Stored items:
-- -- --

//! Leaf resource checks.
//!
//! Each checker is a plain function over explicit inputs: the client
//! handles it probes with and the definition fragment it validates. None of
//! them know about caching or output; the engine in `verify::mod` wraps them.

use std::collections::BTreeMap;
use std::sync::LazyLock;

use regex::Regex;
use serde::Deserialize;

use super::arn::{extract_role_name, Arn};
use super::platform::Platform;
use crate::error::{Error, Result};
use crate::model::EnvironmentFile;
use crate::ports::{
    ApiError, Clock, EcrApi, EcsApi, Elbv2Api, IamApi, IdGenerator, LatticeApi, LogEvent, LogsApi,
    RegistryApi, RegistryCredentials, Repository, S3Api, SecretsManagerApi, SsmApi,
};

/// Trust principal for task and execution roles.
pub const TASKS_PRINCIPAL: &str = "ecs-tasks.amazonaws.com";
/// Trust principal for infrastructure roles (EBS volumes, VPC Lattice).
pub const SERVICE_PRINCIPAL: &str = "ecs.amazonaws.com";

// {account}.dkr.ecr.{region}.amazonaws.com/{repository}
static ECR_IMAGE_URL: LazyLock<Regex> = LazyLock::new(|| {
    Regex::new(r"^([0-9]+)\.dkr\.ecr\.([0-9a-zA-Z-]+)\.amazonaws\.com/.*").expect("valid regex")
});

/// Returns the region of a private registry image reference, if it is one.
#[must_use]
pub fn ecr_region(image: &str) -> Option<String> {
    ECR_IMAGE_URL.captures(image).map(|c| c[2].to_string())
}

#[derive(Debug, Deserialize)]
#[serde(untagged)]
enum OneOrMany {
    One(String),
    Many(Vec<String>),
}

impl OneOrMany {
    fn contains(&self, value: &str) -> bool {
        match self {
            Self::One(v) => v == value,
            Self::Many(vs) => vs.iter().any(|v| v == value),
        }
    }
}

#[derive(Debug, Default, Deserialize)]
struct Principal {
    #[serde(rename = "Service")]
    service: Option<OneOrMany>,
}

#[derive(Debug, Deserialize)]
struct Statement {
    #[serde(rename = "Principal", default)]
    principal: Principal,
    #[serde(rename = "Action")]
    action: Option<OneOrMany>,
}

#[derive(Debug, Deserialize)]
struct PolicyDocument {
    #[serde(rename = "Statement", default)]
    statement: Vec<Statement>,
}

fn parse_policy_document(encoded: &str) -> Result<PolicyDocument> {
    let decoded = urlencoding::decode(encoded)
        .map_err(|e| Error::Invalid(format!("failed to parse IAM policy document: {e}")))?;
    serde_json::from_str(&decoded)
        .map_err(|e| Error::Invalid(format!("failed to parse IAM policy document: {e}")))
}

/// Verifies that a role exists and trusts `principal` to assume it.
///
/// # Errors
///
/// Fails when the ARN is malformed, the role cannot be fetched, its trust
/// policy does not parse, or no statement grants `sts:AssumeRole` to the
/// principal.
pub async fn verify_role(iam: &dyn IamApi, role_arn: &str, principal: &str) -> Result<()> {
    let name = extract_role_name(role_arn)?;
    let role = iam
        .get_role(&name)
        .await
        .map_err(|e| Error::api(format!("failed to get role {name}"), e))?;
    let doc = parse_policy_document(&role.assume_role_policy_document)?;
    let trusted = doc.statement.iter().any(|st| {
        st.principal.service.as_ref().is_some_and(|s| s.contains(principal))
            && st.action.as_ref().is_some_and(|a| a.contains("sts:AssumeRole"))
    });
    if trusted {
        Ok(())
    } else {
        Err(Error::Invalid(format!("role {name} has not a valid policy document")))
    }
}

/// Verifies that a secret reference resolves.
///
/// Secrets Manager ARNs are truncated to the secret's own ARN; a JSON key
/// suffix must name a member of the secret's JSON value. Anything else is a
/// Parameter Store name or ARN.
///
/// # Errors
///
/// Skips when `enabled` is false; fails when the secret or key is missing.
pub async fn verify_secret(
    secrets_manager: &dyn SecretsManagerApi,
    ssm: &dyn SsmApi,
    enabled: bool,
    value_from: &str,
) -> Result<()> {
    if !enabled {
        return Err(Error::SkipVerify(format!("get a secret value for {value_from}")));
    }

    let arn = Arn::parse(value_from).ok();
    if arn.as_ref().is_some_and(|a| a.service == "secretsmanager") {
        let parts: Vec<&str> = value_from.split(':').collect();
        if parts.len() < 7 {
            return Err(Error::Invalid("invalid arn format".to_string()));
        }
        let secret_arn = parts[..7].join(":");
        let value = secrets_manager.get_secret_value(&secret_arn).await.map_err(|e| {
            Error::api(
                format!("failed to get secret value from {value_from} secret id {secret_arn}"),
                e,
            )
        })?;
        let key = parts.get(7).copied().unwrap_or_default();
        if key.is_empty() {
            return Ok(());
        }
        let Some(value) = value else {
            return Err(Error::Invalid(format!(
                "secret {secret_arn} has no string value to look up key {key}"
            )));
        };
        let members: serde_json::Map<String, serde_json::Value> = serde_json::from_str(&value)
            .map_err(|e| {
                Error::Invalid(format!(
                    "failed to parse secret string from {value_from} secret id {secret_arn}: {e}"
                ))
            })?;
        if !members.contains_key(key) {
            return Err(Error::Invalid(format!(
                "failed to find key {key} on secret json value from {value_from} secret id {secret_arn}"
            )));
        }
        return Ok(());
    }

    let name = match arn {
        Some(arn) if arn.service == "ssm" => {
            let last = value_from.rsplit(':').next().unwrap_or_default();
            last.strip_prefix("parameter").unwrap_or(last).to_string()
        }
        _ => value_from.to_string(),
    };
    let out = ssm
        .get_parameters(std::slice::from_ref(&name))
        .await
        .map_err(|e| Error::api(format!("failed to get ssm parameters {name}"), e))?;
    if out.found.is_empty() || !out.invalid.is_empty() {
        return Err(Error::Invalid(format!("ssm parameter {name} is not found")));
    }
    Ok(())
}

/// Inputs of the log delivery probe.
pub struct LogProbe<'a> {
    /// Logs client under the verification identity.
    pub logs: &'a dyn LogsApi,
    /// Probe event timestamps.
    pub clock: &'a dyn Clock,
    /// Log stream suffixes.
    pub id_gen: &'a dyn IdGenerator,
    /// Whether the identity is an assumed execution-role session.
    pub assumed: bool,
    /// Whether the probe may write.
    pub put_logs: bool,
}

/// Verifies an `awslogs` log configuration by writing one probe event.
///
/// # Errors
///
/// Fails on missing required options or when the stream or event cannot be
/// written; skips when writing is disabled. A log group creation failure
/// is fatal only under an assumed identity.
pub async fn verify_log_configuration(
    probe: &LogProbe<'_>,
    container: &str,
    options: &BTreeMap<String, String>,
) -> Result<()> {
    let option = |k: &str| options.get(k).map(String::as_str).unwrap_or_default();
    let (group, region, prefix) =
        (option("awslogs-group"), option("awslogs-region"), option("awslogs-stream-prefix"));
    tracing::debug!(?options, "LogConfiguration[awslogs]");
    if group.is_empty() {
        return Err(Error::Invalid("awslogs-group is required".to_string()));
    }
    if region.is_empty() {
        return Err(Error::Invalid("awslogs-region is required".to_string()));
    }
    if !probe.put_logs {
        return Err(Error::SkipVerify(format!("putting logs to {group}")));
    }

    if option("awslogs-create-group") == "true" {
        match probe.logs.create_log_group(group).await {
            Ok(()) => tracing::info!(group, "created log group"),
            Err(ApiError::AlreadyExists(_)) => {
                tracing::debug!(group, "log group already exists, ignored");
            }
            Err(e) if probe.assumed => {
                return Err(Error::api(format!("failed to create log group {group}"), e));
            }
            Err(e) => tracing::warn!(group, error = %e, "failed to create log group"),
        }
    }

    let suffix = probe.id_gen.stream_suffix();
    let stream = if prefix.is_empty() {
        format!("{container}/ecs-reconcile-verify-{suffix}")
    } else {
        format!("{prefix}/{container}/ecs-reconcile-verify-{suffix}")
    };
    probe
        .logs
        .create_log_stream(group, &stream)
        .await
        .map_err(|e| Error::api(format!("failed to create log stream {stream} in {group}"), e))?;
    let event = LogEvent {
        message: "This is a verify message by ecs-reconcile".to_string(),
        timestamp: probe.clock.now().timestamp_millis(),
    };
    probe
        .logs
        .put_log_events(group, &stream, &[event])
        .await
        .map_err(|e| Error::api(format!("failed to put log events to {group} stream {stream}"), e))
}

/// Verifies that an S3-backed environment file exists.
///
/// # Errors
///
/// Skips non-S3 file types; fails on malformed ARNs or a missing object.
pub async fn verify_environment_file(s3: &dyn S3Api, file: &EnvironmentFile) -> Result<()> {
    if file.file_type != "s3" {
        return Err(Error::SkipVerify(format!(
            "unsupported environment file type: {}",
            file.file_type
        )));
    }
    let s3_arn = file.value.as_str();
    let arn = Arn::parse(s3_arn)
        .map_err(|e| Error::Invalid(format!("failed to parse s3 arn {s3_arn}: {e}")))?;
    if arn.service != "s3" {
        return Err(Error::Invalid(format!("invalid s3 arn {s3_arn}")));
    }
    let Some((bucket, key)) = arn.resource.split_once('/') else {
        return Err(Error::Invalid(format!("invalid s3 arn {s3_arn}")));
    };
    s3.head_object(bucket, key)
        .await
        .map_err(|e| Error::api(format!("failed to head s3 object {s3_arn}"), e))
}

/// Verifies that the cluster exists.
///
/// # Errors
///
/// Returns [`Error::NotFound`] when no cluster matches.
pub async fn verify_cluster(ecs: &dyn EcsApi, cluster: &str) -> Result<()> {
    let found = ecs
        .describe_clusters(&[cluster.to_string()])
        .await
        .map_err(|e| Error::api(format!("failed to describe cluster {cluster}"), e))?;
    if found.is_empty() {
        return Err(Error::NotFound(format!("cluster {cluster} is not found")));
    }
    Ok(())
}

/// Verifies that a load balancer target group exists.
///
/// # Errors
///
/// Returns [`Error::NotFound`] when the target group does not exist.
pub async fn verify_target_group(elbv2: &dyn Elbv2Api, arn: &str) -> Result<()> {
    let found = elbv2
        .describe_target_groups(&[arn.to_string()])
        .await
        .map_err(|e| Error::api(format!("failed to describe target group {arn}"), e))?;
    if found.is_empty() {
        return Err(Error::NotFound(format!("target group {arn} is not found")));
    }
    Ok(())
}

/// Verifies that a VPC Lattice target group exists.
///
/// # Errors
///
/// Propagates the lookup failure.
pub async fn verify_lattice_target_group(lattice: &dyn LatticeApi, id: &str) -> Result<()> {
    lattice
        .get_target_group(id)
        .await
        .map(|_| ())
        .map_err(|e| Error::api(format!("failed to get target group {id}"), e))
}

fn registry_error(err: ApiError, context: String) -> Error {
    match err {
        ApiError::DeprecatedManifest(_) | ApiError::RateLimited(_) => {
            Error::SkipVerify(err.to_string())
        }
        e => Error::api(context, e),
    }
}

/// Verifies that an image tag exists and, when the platform is known, that
/// it has a manifest for that platform.
///
/// `ecr` is the registry-auth client for the image's region when the image
/// lives in a private registry; otherwise access is anonymous.
///
/// # Errors
///
/// Fails when the image is empty, the tag or platform manifest is missing,
/// or the registry cannot be reached. Deprecated manifests and rate limiting
/// are skips.
pub async fn verify_image(
    registry: &dyn RegistryApi,
    ecr: Option<&dyn EcrApi>,
    image: &str,
    platform: Option<&Platform>,
) -> Result<()> {
    if image.is_empty() {
        return Err(Error::Invalid("image is not defined".to_string()));
    }
    let credentials = match ecr {
        Some(ecr) => {
            let token = ecr
                .get_authorization_token()
                .await
                .map_err(|e| Error::api("failed to get registry authorization token", e))?;
            RegistryCredentials::Encoded(token)
        }
        None => RegistryCredentials::Anonymous,
    };

    let (repo, tag) = Repository::parse(image);
    let name = image
        .strip_suffix(&format!("@{tag}"))
        .or_else(|| image.strip_suffix(&format!(":{tag}")))
        .unwrap_or(image);
    tracing::debug!(image = name, tag = %tag, "checking registry image");

    let found = registry
        .has_image(&repo, &credentials, &tag)
        .await
        .map_err(|e| registry_error(e, format!("failed to look up {name}:{tag}")))?;
    if !found {
        return Err(Error::Invalid(format!("{name}:{tag} is not found in Registry")));
    }

    let Some(platform) = platform else {
        return Ok(());
    };
    let found = registry
        .has_platform_image(&repo, &credentials, &tag, platform.arch, platform.os)
        .await
        .map_err(|e| registry_error(e, format!("failed to look up {name}:{tag}")))?;
    if found {
        Ok(())
    } else {
        Err(Error::Invalid(format!(
            "{name}:{tag} for arch={} os={} is not found in Registry",
            platform.arch, platform.os
        )))
    }
}
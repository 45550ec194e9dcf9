//! Shortest edit script over lines (Myers, O(ND)).

/// What happens to one line.
#[derive(Debug, Clone, Copy, PartialEq, Eq)]
pub enum Op {
    /// Present on both sides.
    Equal,
    /// Only on the old side.
    Delete,
    /// Only on the new side.
    Insert,
}

/// One line of an edit script.
#[derive(Debug, Clone, Copy, PartialEq, Eq)]
pub struct Edit<'a> {
    /// The operation.
    pub op: Op,
    /// The line text, without its terminator.
    pub line: &'a str,
}

impl<'a> Edit<'a> {
    fn new(op: Op, line: &'a str) -> Self {
        Self { op, line }
    }
}

#[allow(clippy::cast_possible_wrap, clippy::cast_sign_loss)]
fn slot(k: isize, offset: isize) -> usize {
    (k + offset) as usize
}

/// Computes a minimal edit script turning `a` into `b`.
///
/// Deletions are ordered before insertions within a change.
#[must_use]
#[allow(clippy::cast_possible_wrap, clippy::cast_sign_loss)]
pub fn diff_lines<'a>(a: &[&'a str], b: &[&'a str]) -> Vec<Edit<'a>> {
    let (n, m) = (a.len() as isize, b.len() as isize);
    let max = n + m;
    let offset = max;
    let mut v = vec![0_isize; 2 * max as usize + 2];
    let mut trace: Vec<Vec<isize>> = Vec::new();

    'search: for d in 0..=max {
        trace.push(v.clone());
        let mut k = -d;
        while k <= d {
            let down = k == -d || (k != d && v[slot(k - 1, offset)] < v[slot(k + 1, offset)]);
            let mut x = if down { v[slot(k + 1, offset)] } else { v[slot(k - 1, offset)] + 1 };
            let mut y = x - k;
            while x < n && y < m && a[x as usize] == b[y as usize] {
                x += 1;
                y += 1;
            }
            v[slot(k, offset)] = x;
            if x >= n && y >= m {
                break 'search;
            }
            k += 2;
        }
    }

    let (mut x, mut y) = (n, m);
    let mut edits = Vec::with_capacity((n + m) as usize);
    for (d, v) in trace.iter().enumerate().rev() {
        let d = d as isize;
        let k = x - y;
        let down = k == -d || (k != d && v[slot(k - 1, offset)] < v[slot(k + 1, offset)]);
        let prev_k = if down { k + 1 } else { k - 1 };
        let prev_x = v[slot(prev_k, offset)];
        let prev_y = prev_x - prev_k;
        while x > prev_x && y > prev_y {
            edits.push(Edit::new(Op::Equal, a[(x - 1) as usize]));
            x -= 1;
            y -= 1;
        }
        if d > 0 {
            if x == prev_x {
                edits.push(Edit::new(Op::Insert, b[(y - 1) as usize]));
            } else {
                edits.push(Edit::new(Op::Delete, a[(x - 1) as usize]));
            }
        }
        x = prev_x;
        y = prev_y;
    }
    edits.reverse();
    edits
}

#[cfg(test)]
mod tests {
    use super::*;

    fn script(a: &str, b: &str) -> String {
        let a: Vec<&str> = a.lines().collect();
        let b: Vec<&str> = b.lines().collect();
        diff_lines(&a, &b)
            .iter()
            .map(|e| match e.op {
                Op::Equal => format!(" {}", e.line),
                Op::Delete => format!("-{}", e.line),
                Op::Insert => format!("+{}", e.line),
            })
            .collect::<Vec<_>>()
            .join("\n")
    }

    #[test]
    fn identical_inputs_are_all_equal() {
        assert_eq!(script("a\nb\n", "a\nb\n"), " a\n b");
    }

    #[test]
    fn empty_sides() {
        assert_eq!(script("", ""), "");
        assert_eq!(script("", "x\ny\n"), "+x\n+y");
        assert_eq!(script("x\n", ""), "-x");
    }

    #[test]
    fn single_replacement() {
        assert_eq!(script("a\nb\nc\n", "a\nB\nc\n"), " a\n-b\n+B\n c");
    }

    #[test]
    fn script_is_minimal() {
        let a: Vec<&str> = "a b c a b b a".split(' ').collect();
        let b: Vec<&str> = "c b a b a c".split(' ').collect();
        let edits = diff_lines(&a, &b);
        let changes = edits.iter().filter(|e| e.op != Op::Equal).count();
        assert_eq!(changes, 5);
        let rebuilt: Vec<&str> =
            edits.iter().filter(|e| e.op != Op::Delete).map(|e| e.line).collect();
        assert_eq!(rebuilt, b);
    }
}
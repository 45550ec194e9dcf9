//! System clock adapter.

use chrono::{DateTime, Utc};

use crate::ports::Clock;

/// Reads the system clock.
pub struct SystemClock;

impl Clock for SystemClock {
    fn now(&self) -> DateTime<Utc> {
        Utc::now()
    }
}

#[cfg(test)]
mod tests {
    use super::*;

    #[test]
    fn millis_track_wall_clock() {
        let before = Utc::now().timestamp_millis();
        let now = SystemClock.now().timestamp_millis();
        assert!(now >= before);
        assert!(now - before < 60_000);
    }
}
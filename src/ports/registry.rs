//! Container image registry ports.

use async_trait::async_trait;

use super::ApiError;

const DOCKER_HUB: &str = "registry-1.docker.io";

/// An image repository on a registry host.
#[derive(Debug, Clone, PartialEq, Eq)]
pub struct Repository {
    /// Registry host, with port when one is given.
    pub host: String,
    /// Repository path on the host.
    pub name: String,
}

impl Repository {
    /// Splits an image reference into its repository and tag (or digest).
    ///
    /// References without a registry host resolve to Docker Hub, single
    /// component names gain the `library/` namespace, and a missing tag
    /// means `latest`.
    #[must_use]
    pub fn parse(image: &str) -> (Self, String) {
        let (name, tag) = if let Some((name, digest)) = image.split_once('@') {
            (name, digest.to_string())
        } else {
            let last_slash = image.rfind('/').map_or(0, |i| i + 1);
            match image[last_slash..].rfind(':') {
                Some(i) => (&image[..last_slash + i], image[last_slash + i + 1..].to_string()),
                None => (image, "latest".to_string()),
            }
        };

        let repo = match name.split_once('/') {
            Some((host, rest))
                if host.contains('.') || host.contains(':') || host == "localhost" =>
            {
                Self { host: host.to_string(), name: rest.to_string() }
            }
            Some(_) => Self { host: DOCKER_HUB.to_string(), name: name.to_string() },
            None => Self { host: DOCKER_HUB.to_string(), name: format!("library/{name}") },
        };
        (repo, tag)
    }
}

/// How to authenticate to a registry.
#[derive(Debug, Clone, PartialEq, Eq)]
pub enum RegistryCredentials {
    /// No credentials; token endpoints are still honoured.
    Anonymous,
    /// Username and password.
    Basic {
        /// Username.
        username: String,
        /// Password.
        password: String,
    },
    /// An already base64-encoded `user:password` pair, as issued by ECR.
    Encoded(String),
}

/// Registry authorization for the private container registry.
#[async_trait]
pub trait EcrApi: Send + Sync {
    /// Returns a base64-encoded `AWS:<password>` authorization token.
    ///
    /// # Errors
    ///
    /// Returns an error when the caller may not pull from the registry.
    async fn get_authorization_token(&self) -> Result<String, ApiError>;
}

/// Image manifest probes against an OCI / Docker registry.
#[async_trait]
pub trait RegistryApi: Send + Sync {
    /// Returns `true` when the tag exists in the repository.
    ///
    /// # Errors
    ///
    /// Returns [`ApiError::RateLimited`] when the registry throttles the request.
    async fn has_image(
        &self,
        repo: &Repository,
        credentials: &RegistryCredentials,
        tag: &str,
    ) -> Result<bool, ApiError>;

    /// Returns `true` when the tag has a manifest for the given platform.
    ///
    /// # Errors
    ///
    /// Returns [`ApiError::DeprecatedManifest`] for schema 1 manifests and
    /// [`ApiError::RateLimited`] when throttled.
    async fn has_platform_image(
        &self,
        repo: &Repository,
        credentials: &RegistryCredentials,
        tag: &str,
        arch: &str,
        os: &str,
    ) -> Result<bool, ApiError>;
}

#[cfg(test)]
mod tests {
    use super::*;

    #[test]
    fn official_image_defaults() {
        let (repo, tag) = Repository::parse("nginx");
        assert_eq!(repo.host, "registry-1.docker.io");
        assert_eq!(repo.name, "library/nginx");
        assert_eq!(tag, "latest");
    }

    #[test]
    fn namespaced_hub_image() {
        let (repo, tag) = Repository::parse("grafana/grafana:10.2.0");
        assert_eq!(repo.host, "registry-1.docker.io");
        assert_eq!(repo.name, "grafana/grafana");
        assert_eq!(tag, "10.2.0");
    }

    #[test]
    fn private_registry_with_port() {
        let (repo, tag) = Repository::parse("localhost:5000/team/app");
        assert_eq!(repo.host, "localhost:5000");
        assert_eq!(repo.name, "team/app");
        assert_eq!(tag, "latest");
    }

    #[test]
    fn ecr_image_and_digest() {
        let (repo, tag) =
            Repository::parse("123456789012.dkr.ecr.us-east-1.amazonaws.com/app:v1");
        assert_eq!(repo.host, "123456789012.dkr.ecr.us-east-1.amazonaws.com");
        assert_eq!(repo.name, "app");
        assert_eq!(tag, "v1");

        let (repo, tag) = Repository::parse("ghcr.io/o/app@sha256:abc");
        assert_eq!(repo.name, "o/app");
        assert_eq!(tag, "sha256:abc");
    }
}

-- -- --

### [What you are asked to do]
The lines holding the word "NotFound" are the answer. Find them in the entries and copy them.

### [Answer area]
/// Returns [`Error::NotFound`] when no cluster matches.
        return Err(Error::NotFound(format!("cluster {cluster} is not found")));
/// Returns [`Error::NotFound`] when the target group does not exist.
        return Err(Error::NotFound(format!("target group {arn} is not found")));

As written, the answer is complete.